### Task item
Select every line below containing the word "markup".

** Opening Data listing block **

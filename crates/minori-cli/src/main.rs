//! Command-line driver for the catalog client.
//!
//! Resolves preferences, runs one controller cycle against a live backend,
//! and prints the resulting view state. Unauthenticated by design, so the
//! watch-list cache stays empty and cards render without the add button.

use clap::{Parser, Subcommand, ValueEnum};
use minori_api::request::{CuratedKind, FilterSet, SortKey};
use minori_api::{CatalogClient, CatalogService};
use minori_core::prefs::{resolve_nsfw, PrefStore};
use minori_core::query::{PageConfig, QueryController};
use minori_core::render::{render_page, RenderContext};
use minori_core::{format, ModalViewer, WatchList};

#[derive(Parser)]
#[command(name = "minori", about = "Browse the anime catalog from the terminal", version)]
struct Opts {
    /// Catalog backend base URL.
    #[arg(long, default_value = "http://127.0.0.1:5000")]
    base_url: String,

    /// Allow NSFW results, overriding the stored preference.
    #[arg(long)]
    nsfw: bool,

    /// Print rendered card markup instead of the plain listing.
    #[arg(long)]
    html: bool,

    #[command(subcommand)]
    command: Command,
}

#[derive(Subcommand)]
enum Command {
    /// Search titles by name.
    Search {
        term: String,
        #[arg(long, default_value_t = 1)]
        page: u32,
        #[arg(long, value_enum)]
        sort: Option<SortArg>,
    },
    /// Most popular titles.
    Popular {
        #[arg(long, default_value_t = 1)]
        page: u32,
    },
    /// Top-rated titles.
    Top {
        #[arg(long, default_value_t = 1)]
        page: u32,
    },
    /// Currently airing titles.
    Airing {
        #[arg(long, default_value_t = 1)]
        page: u32,
    },
    /// A random draw, optionally narrowed by filters.
    Random {
        #[arg(long = "type")]
        media_type: Option<String>,
        #[arg(long)]
        status: Option<String>,
        #[arg(long)]
        rating: Option<String>,
        #[arg(long)]
        min_year: Option<u32>,
        #[arg(long)]
        max_year: Option<u32>,
        /// Genre id, repeatable.
        #[arg(long = "genre")]
        genres: Vec<u64>,
    },
    /// Extended detail for one title.
    Detail { id: u64 },
    /// The available genres.
    Genres,
}

#[derive(Clone, Copy, ValueEnum)]
enum SortArg {
    Score,
    Popularity,
    StartDate,
    Episodes,
}

impl From<SortArg> for SortKey {
    fn from(arg: SortArg) -> Self {
        match arg {
            SortArg::Score => SortKey::Score,
            SortArg::Popularity => SortKey::Popularity,
            SortArg::StartDate => SortKey::StartDate,
            SortArg::Episodes => SortKey::Episodes,
        }
    }
}

#[tokio::main]
async fn main() -> Result<(), Box<dyn std::error::Error>> {
    tracing_subscriber::fmt()
        .with_env_filter(std::env::var("RUST_LOG").unwrap_or_else(|_| "minori=info".into()))
        .init();

    let opts = Opts::parse();
    let client = CatalogClient::new(&opts.base_url);

    let store = PrefStore::load();
    let resolved = resolve_nsfw(false, false, store.nsfw_choice());
    let nsfw_allowed = opts.nsfw || resolved.allowed;
    tracing::debug!(
        base_url = %opts.base_url,
        nsfw_allowed,
        prefs = %store.path().display(),
        "starting"
    );

    match opts.command {
        Command::Detail { id } => show_detail(&client, id).await,
        Command::Genres => {
            for genre in client.genres().await? {
                println!("{:>6}  {}", genre.mal_id, genre.name);
            }
            Ok(())
        }
        command => run_grid(&client, command, nsfw_allowed, opts.html).await,
    }
}

async fn run_grid(
    client: &CatalogClient,
    command: Command,
    nsfw_allowed: bool,
    html: bool,
) -> Result<(), Box<dyn std::error::Error>> {
    let mut controller = QueryController::new(PageConfig::catalog());
    controller.set_nsfw_allowed(nsfw_allowed);

    let (issued, target_page) = match command {
        Command::Search { term, page, sort } => {
            if let Some(sort) = sort {
                controller.set_sort(sort.into());
            }
            let Some(issued) = controller.search_input(&term) else {
                eprintln!("пустой запрос");
                return Ok(());
            };
            (issued, page)
        }
        Command::Popular { page } => (controller.select_curated(CuratedKind::Popular), page),
        Command::Top { page } => (controller.select_curated(CuratedKind::Top), page),
        Command::Airing { page } => (controller.select_curated(CuratedKind::Airing), page),
        Command::Random {
            media_type,
            status,
            rating,
            min_year,
            max_year,
            genres,
        } => {
            let filters = FilterSet {
                media_type,
                status,
                rating,
                min_year,
                max_year,
                genre_ids: genres.into_iter().collect(),
            };
            let issued = if filters.is_empty() {
                controller.draw_random()
            } else {
                controller
                    .apply_filters(filters)
                    .ok_or("filters rejected")?
            };
            (issued, 1)
        }
        Command::Detail { .. } | Command::Genres => unreachable!("handled in main"),
    };

    controller.run(client, issued).await;

    // Walk forward to the requested page; stop early when the server says
    // there is nothing further.
    while controller.state().page < target_page && controller.error().is_none() {
        let Some(issued) = controller.next_page() else {
            break;
        };
        controller.run(client, issued).await;
    }

    print_grid(&controller, html);
    if controller.error().is_some() {
        std::process::exit(1);
    }
    Ok(())
}

fn print_grid(controller: &QueryController, html: bool) {
    if let Some(message) = controller.error() {
        eprintln!("{message}");
        return;
    }
    if let Some(line) = controller.total_line() {
        println!("{line}");
    }
    if controller.is_empty_state() {
        return;
    }

    if html {
        let watchlist = WatchList::new();
        let ctx = RenderContext {
            authenticated: false,
            watchlist: &watchlist,
        };
        let page = render_page(controller.results(), &ctx);
        println!("{}", page.markup);
    } else {
        for anime in controller.results() {
            println!(
                "{:>8}  {}  ({})  ⭐ {}  👥 {}  🎬 {} эп.",
                anime.mal_id,
                anime.title,
                format::year(anime.start_date.as_deref()),
                format::score(anime.score),
                format::popularity(anime.popularity),
                format::episodes(anime.episodes),
            );
        }
    }

    let pagination = controller.pagination();
    if pagination.visible {
        let more = if pagination.next_enabled() { " →" } else { "" };
        println!("{}{more}", pagination.label());
    }
}

async fn show_detail(client: &CatalogClient, id: u64) -> Result<(), Box<dyn std::error::Error>> {
    let mut modal = ModalViewer::new();
    if !modal.open(client.get_anime(id).await) {
        if let Some(notice) = modal.take_notice() {
            eprintln!("{notice}");
        }
        std::process::exit(1);
    }

    let Some(view) = modal.current() else {
        return Ok(());
    };
    println!("{}", view.title);
    if let Some(en) = &view.title_en {
        println!("{en}");
    }
    if let Some(jp) = &view.title_jp {
        println!("{jp}");
    }
    println!("{}  {}  {}", view.media_type, view.year, view.episodes_line);
    println!("{}", view.score_line);
    println!();
    println!("{}", view.synopsis);
    println!();
    if let Some(placeholder) = view.links_placeholder() {
        println!("{placeholder}");
    } else {
        for link in &view.links {
            if link.inert {
                println!("{} (недоступна)", link.label);
            } else {
                println!("{}: {}", link.label, link.url);
            }
        }
    }
    Ok(())
}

** Closing Data listing block **

### Task response
    /// Print rendered card markup instead of the plain listing.
        println!("{}", page.markup);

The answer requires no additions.